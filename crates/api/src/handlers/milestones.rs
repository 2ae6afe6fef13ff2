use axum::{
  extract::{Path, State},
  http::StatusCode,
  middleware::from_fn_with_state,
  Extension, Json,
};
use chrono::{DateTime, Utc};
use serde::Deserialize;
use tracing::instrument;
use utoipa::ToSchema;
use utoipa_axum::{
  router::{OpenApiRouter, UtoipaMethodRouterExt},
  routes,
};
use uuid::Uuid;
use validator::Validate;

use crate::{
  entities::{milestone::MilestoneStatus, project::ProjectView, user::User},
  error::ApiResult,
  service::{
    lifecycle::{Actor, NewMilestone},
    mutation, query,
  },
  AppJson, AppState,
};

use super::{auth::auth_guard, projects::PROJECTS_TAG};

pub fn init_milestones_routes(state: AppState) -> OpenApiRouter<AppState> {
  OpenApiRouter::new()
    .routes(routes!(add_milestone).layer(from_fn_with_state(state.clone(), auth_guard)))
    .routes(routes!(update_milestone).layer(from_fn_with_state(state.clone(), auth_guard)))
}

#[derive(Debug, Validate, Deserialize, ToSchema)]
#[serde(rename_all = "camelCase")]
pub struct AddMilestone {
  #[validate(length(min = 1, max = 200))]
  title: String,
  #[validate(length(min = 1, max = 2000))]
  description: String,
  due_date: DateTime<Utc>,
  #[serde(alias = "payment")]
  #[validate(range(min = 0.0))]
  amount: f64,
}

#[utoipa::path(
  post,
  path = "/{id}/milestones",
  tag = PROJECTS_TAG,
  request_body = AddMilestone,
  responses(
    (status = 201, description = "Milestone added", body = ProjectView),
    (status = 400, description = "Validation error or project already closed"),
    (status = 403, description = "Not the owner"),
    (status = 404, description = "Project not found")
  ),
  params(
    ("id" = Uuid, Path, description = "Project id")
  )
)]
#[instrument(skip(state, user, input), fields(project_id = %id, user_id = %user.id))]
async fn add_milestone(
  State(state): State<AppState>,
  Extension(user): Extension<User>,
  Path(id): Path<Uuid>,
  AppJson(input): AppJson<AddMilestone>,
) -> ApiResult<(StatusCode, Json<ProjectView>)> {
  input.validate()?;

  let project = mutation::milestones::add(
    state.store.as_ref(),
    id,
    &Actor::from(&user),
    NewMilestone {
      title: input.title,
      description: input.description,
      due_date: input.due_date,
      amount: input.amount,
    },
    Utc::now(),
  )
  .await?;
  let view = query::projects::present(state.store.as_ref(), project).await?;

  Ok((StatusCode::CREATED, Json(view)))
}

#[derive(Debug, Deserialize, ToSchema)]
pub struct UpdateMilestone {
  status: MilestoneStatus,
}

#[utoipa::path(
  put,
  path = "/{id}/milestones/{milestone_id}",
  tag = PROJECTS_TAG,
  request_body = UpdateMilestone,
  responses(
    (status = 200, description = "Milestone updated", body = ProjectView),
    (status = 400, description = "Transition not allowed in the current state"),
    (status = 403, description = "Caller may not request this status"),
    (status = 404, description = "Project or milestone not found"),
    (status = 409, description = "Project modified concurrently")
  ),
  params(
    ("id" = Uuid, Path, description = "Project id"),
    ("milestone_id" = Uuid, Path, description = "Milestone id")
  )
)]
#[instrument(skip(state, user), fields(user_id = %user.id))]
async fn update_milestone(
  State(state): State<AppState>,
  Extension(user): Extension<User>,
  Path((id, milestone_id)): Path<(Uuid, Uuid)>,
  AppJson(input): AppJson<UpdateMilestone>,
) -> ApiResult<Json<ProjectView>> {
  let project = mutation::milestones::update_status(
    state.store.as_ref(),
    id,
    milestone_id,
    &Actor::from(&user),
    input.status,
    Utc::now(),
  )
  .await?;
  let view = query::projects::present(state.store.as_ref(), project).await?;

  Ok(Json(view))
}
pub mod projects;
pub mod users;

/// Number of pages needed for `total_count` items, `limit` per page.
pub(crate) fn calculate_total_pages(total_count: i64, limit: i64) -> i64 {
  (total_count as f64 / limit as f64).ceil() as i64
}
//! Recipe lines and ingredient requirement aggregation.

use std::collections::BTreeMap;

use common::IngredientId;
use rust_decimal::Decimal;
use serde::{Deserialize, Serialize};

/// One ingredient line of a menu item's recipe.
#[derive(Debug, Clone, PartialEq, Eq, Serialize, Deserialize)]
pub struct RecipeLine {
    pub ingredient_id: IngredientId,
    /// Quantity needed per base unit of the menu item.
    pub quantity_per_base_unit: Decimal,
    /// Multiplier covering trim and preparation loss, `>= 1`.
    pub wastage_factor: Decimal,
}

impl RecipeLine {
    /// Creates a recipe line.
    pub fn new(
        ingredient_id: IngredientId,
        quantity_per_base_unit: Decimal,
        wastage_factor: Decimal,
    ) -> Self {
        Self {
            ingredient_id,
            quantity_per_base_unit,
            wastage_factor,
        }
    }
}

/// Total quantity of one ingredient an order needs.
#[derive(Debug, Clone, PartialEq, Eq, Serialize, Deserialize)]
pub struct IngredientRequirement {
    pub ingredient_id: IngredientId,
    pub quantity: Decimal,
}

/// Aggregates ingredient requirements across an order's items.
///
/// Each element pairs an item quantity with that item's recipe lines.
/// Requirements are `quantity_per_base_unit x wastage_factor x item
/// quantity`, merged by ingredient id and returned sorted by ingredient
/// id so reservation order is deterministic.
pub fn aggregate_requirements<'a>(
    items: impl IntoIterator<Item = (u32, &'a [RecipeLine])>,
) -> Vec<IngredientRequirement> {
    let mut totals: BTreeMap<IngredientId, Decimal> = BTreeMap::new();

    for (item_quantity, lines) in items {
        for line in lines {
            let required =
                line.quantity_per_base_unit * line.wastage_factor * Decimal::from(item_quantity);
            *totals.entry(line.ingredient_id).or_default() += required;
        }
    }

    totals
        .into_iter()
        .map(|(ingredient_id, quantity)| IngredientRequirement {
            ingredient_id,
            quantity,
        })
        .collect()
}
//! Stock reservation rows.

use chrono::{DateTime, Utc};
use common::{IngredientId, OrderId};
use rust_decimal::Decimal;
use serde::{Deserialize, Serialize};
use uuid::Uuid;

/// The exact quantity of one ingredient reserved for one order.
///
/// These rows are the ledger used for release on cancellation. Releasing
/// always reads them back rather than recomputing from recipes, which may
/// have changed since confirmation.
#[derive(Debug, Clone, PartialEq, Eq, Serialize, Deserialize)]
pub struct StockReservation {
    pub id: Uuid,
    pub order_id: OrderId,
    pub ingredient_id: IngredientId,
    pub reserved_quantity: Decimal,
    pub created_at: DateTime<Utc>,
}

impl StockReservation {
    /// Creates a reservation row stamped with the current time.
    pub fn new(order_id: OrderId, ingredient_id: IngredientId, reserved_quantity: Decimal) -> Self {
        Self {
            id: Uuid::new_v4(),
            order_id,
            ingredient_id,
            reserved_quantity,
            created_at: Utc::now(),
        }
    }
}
------------------------------------------------------------------------
(What you should do) Would you repeat each of the lines above exactly?

(Task response)
filename crates/api/src/handlers/milestones.rs
repository 2ae6afe6fef13ff2
use axum::{
  extract::{Path, State},
  http::StatusCode,
  middleware::from_fn_with_state,
  Extension, Json,
};
use chrono::{DateTime, Utc};
use serde::Deserialize;
use tracing::instrument;
use utoipa::ToSchema;
use utoipa_axum::{
  router::{OpenApiRouter, UtoipaMethodRouterExt},
  routes,
};
use uuid::Uuid;
use validator::Validate;

use crate::{
  entities::{milestone::MilestoneStatus, project::ProjectView, user::User},
  error::ApiResult,
  service::{
    lifecycle::{Actor, NewMilestone},
    mutation, query,
  },
  AppJson, AppState,
};

use super::{auth::auth_guard, projects::PROJECTS_TAG};

pub fn init_milestones_routes(state: AppState) -> OpenApiRouter<AppState> {
  OpenApiRouter::new()
    .routes(routes!(add_milestone).layer(from_fn_with_state(state.clone(), auth_guard)))
    .routes(routes!(update_milestone).layer(from_fn_with_state(state.clone(), auth_guard)))
}

#[derive(Debug, Validate, Deserialize, ToSchema)]
#[serde(rename_all = "camelCase")]
pub struct AddMilestone {
  #[validate(length(min = 1, max = 200))]
  title: String,
  #[validate(length(min = 1, max = 2000))]
  description: String,
  due_date: DateTime<Utc>,
  #[serde(alias = "payment")]
  #[validate(range(min = 0.0))]
  amount: f64,
}

#[utoipa::path(
  post,
  path = "/{id}/milestones",
  tag = PROJECTS_TAG,
  request_body = AddMilestone,
  responses(
    (status = 201, description = "Milestone added", body = ProjectView),
    (status = 400, description = "Validation error or project already closed"),
    (status = 403, description = "Not the owner"),
    (status = 404, description = "Project not found")
  ),
  params(
    ("id" = Uuid, Path, description = "Project id")
  )
)]
#[instrument(skip(state, user, input), fields(project_id = %id, user_id = %user.id))]
async fn add_milestone(
  State(state): State<AppState>,
  Extension(user): Extension<User>,
  Path(id): Path<Uuid>,
  AppJson(input): AppJson<AddMilestone>,
) -> ApiResult<(StatusCode, Json<ProjectView>)> {
  input.validate()?;

  let project = mutation::milestones::add(
    state.store.as_ref(),
    id,
    &Actor::from(&user),
    NewMilestone {
      title: input.title,
      description: input.description,
      due_date: input.due_date,
      amount: input.amount,
    },
    Utc::now(),
  )
  .await?;
  let view = query::projects::present(state.store.as_ref(), project).await?;

  Ok((StatusCode::CREATED, Json(view)))
}

#[derive(Debug, Deserialize, ToSchema)]
pub struct UpdateMilestone {
  status: MilestoneStatus,
}

#[utoipa::path(
  put,
  path = "/{id}/milestones/{milestone_id}",
  tag = PROJECTS_TAG,
  request_body = UpdateMilestone,
  responses(
    (status = 200, description = "Milestone updated", body = ProjectView),
    (status = 400, description = "Transition not allowed in the current state"),
    (status = 403, description = "Caller may not request this status"),
    (status = 404, description = "Project or milestone not found"),
    (status = 409, description = "Project modified concurrently")
  ),
  params(
    ("id" = Uuid, Path, description = "Project id"),
    ("milestone_id" = Uuid, Path, description = "Milestone id")
  )
)]
#[instrument(skip(state, user), fields(user_id = %user.id))]
async fn update_milestone(
  State(state): State<AppState>,
  Extension(user): Extension<User>,
  Path((id, milestone_id)): Path<(Uuid, Uuid)>,
  AppJson(input): AppJson<UpdateMilestone>,
) -> ApiResult<Json<ProjectView>> {
  let project = mutation::milestones::update_status(
    state.store.as_ref(),
    id,
    milestone_id,
    &Actor::from(&user),
    input.status,
    Utc::now(),
  )
  .await?;
  let view = query::projects::present(state.store.as_ref(), project).await?;

  Ok(Json(view))
}
pub mod projects;
pub mod users;

/// Number of pages needed for `total_count` items, `limit` per page.
pub(crate) fn calculate_total_pages(total_count: i64, limit: i64) -> i64 {
  (total_count as f64 / limit as f64).ceil() as i64
}
//! Recipe lines and ingredient requirement aggregation.

use std::collections::BTreeMap;

use common::IngredientId;
use rust_decimal::Decimal;
use serde::{Deserialize, Serialize};

/// One ingredient line of a menu item's recipe.
#[derive(Debug, Clone, PartialEq, Eq, Serialize, Deserialize)]
pub struct RecipeLine {
    pub ingredient_id: IngredientId,
    /// Quantity needed per base unit of the menu item.
    pub quantity_per_base_unit: Decimal,
    /// Multiplier covering trim and preparation loss, `>= 1`.
    pub wastage_factor: Decimal,
}

impl RecipeLine {
    /// Creates a recipe line.
    pub fn new(
        ingredient_id: IngredientId,
        quantity_per_base_unit: Decimal,
        wastage_factor: Decimal,
    ) -> Self {
        Self {
            ingredient_id,
            quantity_per_base_unit,
            wastage_factor,
        }
    }
}

/// Total quantity of one ingredient an order needs.
#[derive(Debug, Clone, PartialEq, Eq, Serialize, Deserialize)]
pub struct IngredientRequirement {
    pub ingredient_id: IngredientId,
    pub quantity: Decimal,
}

/// Aggregates ingredient requirements across an order's items.
///
/// Each element pairs an item quantity with that item's recipe lines.
/// Requirements are `quantity_per_base_unit x wastage_factor x item
/// quantity`, merged by ingredient id and returned sorted by ingredient
/// id so reservation order is deterministic.
pub fn aggregate_requirements<'a>(
    items: impl IntoIterator<Item = (u32, &'a [RecipeLine])>,
) -> Vec<IngredientRequirement> {
    let mut totals: BTreeMap<IngredientId, Decimal> = BTreeMap::new();

    for (item_quantity, lines) in items {
        for line in lines {
            let required =
                line.quantity_per_base_unit * line.wastage_factor * Decimal::from(item_quantity);
            *totals.entry(line.ingredient_id).or_default() += required;
        }
    }

    totals
        .into_iter()
        .map(|(ingredient_id, quantity)| IngredientRequirement {
            ingredient_id,
            quantity,
        })
        .collect()
}
//! Stock reservation rows.

use chrono::{DateTime, Utc};
use common::{IngredientId, OrderId};
use rust_decimal::Decimal;
use serde::{Deserialize, Serialize};
use uuid::Uuid;

/// The exact quantity of one ingredient reserved for one order.
///
/// These rows are the ledger used for release on cancellation. Releasing
/// always reads them back rather than recomputing from recipes, which may
/// have changed since confirmation.
#[derive(Debug, Clone, PartialEq, Eq, Serialize, Deserialize)]
pub struct StockReservation {
    pub id: Uuid,
    pub order_id: OrderId,
    pub ingredient_id: IngredientId,
    pub reserved_quantity: Decimal,
    pub created_at: DateTime<Utc>,
}

impl StockReservation {
    /// Creates a reservation row stamped with the current time.
    pub fn new(order_id: OrderId, ingredient_id: IngredientId, reserved_quantity: Decimal) -> Self {
        Self {
            id: Uuid::new_v4(),
            order_id,
            ingredient_id,
            reserved_quantity,
            created_at: Utc::now(),
        }
    }
}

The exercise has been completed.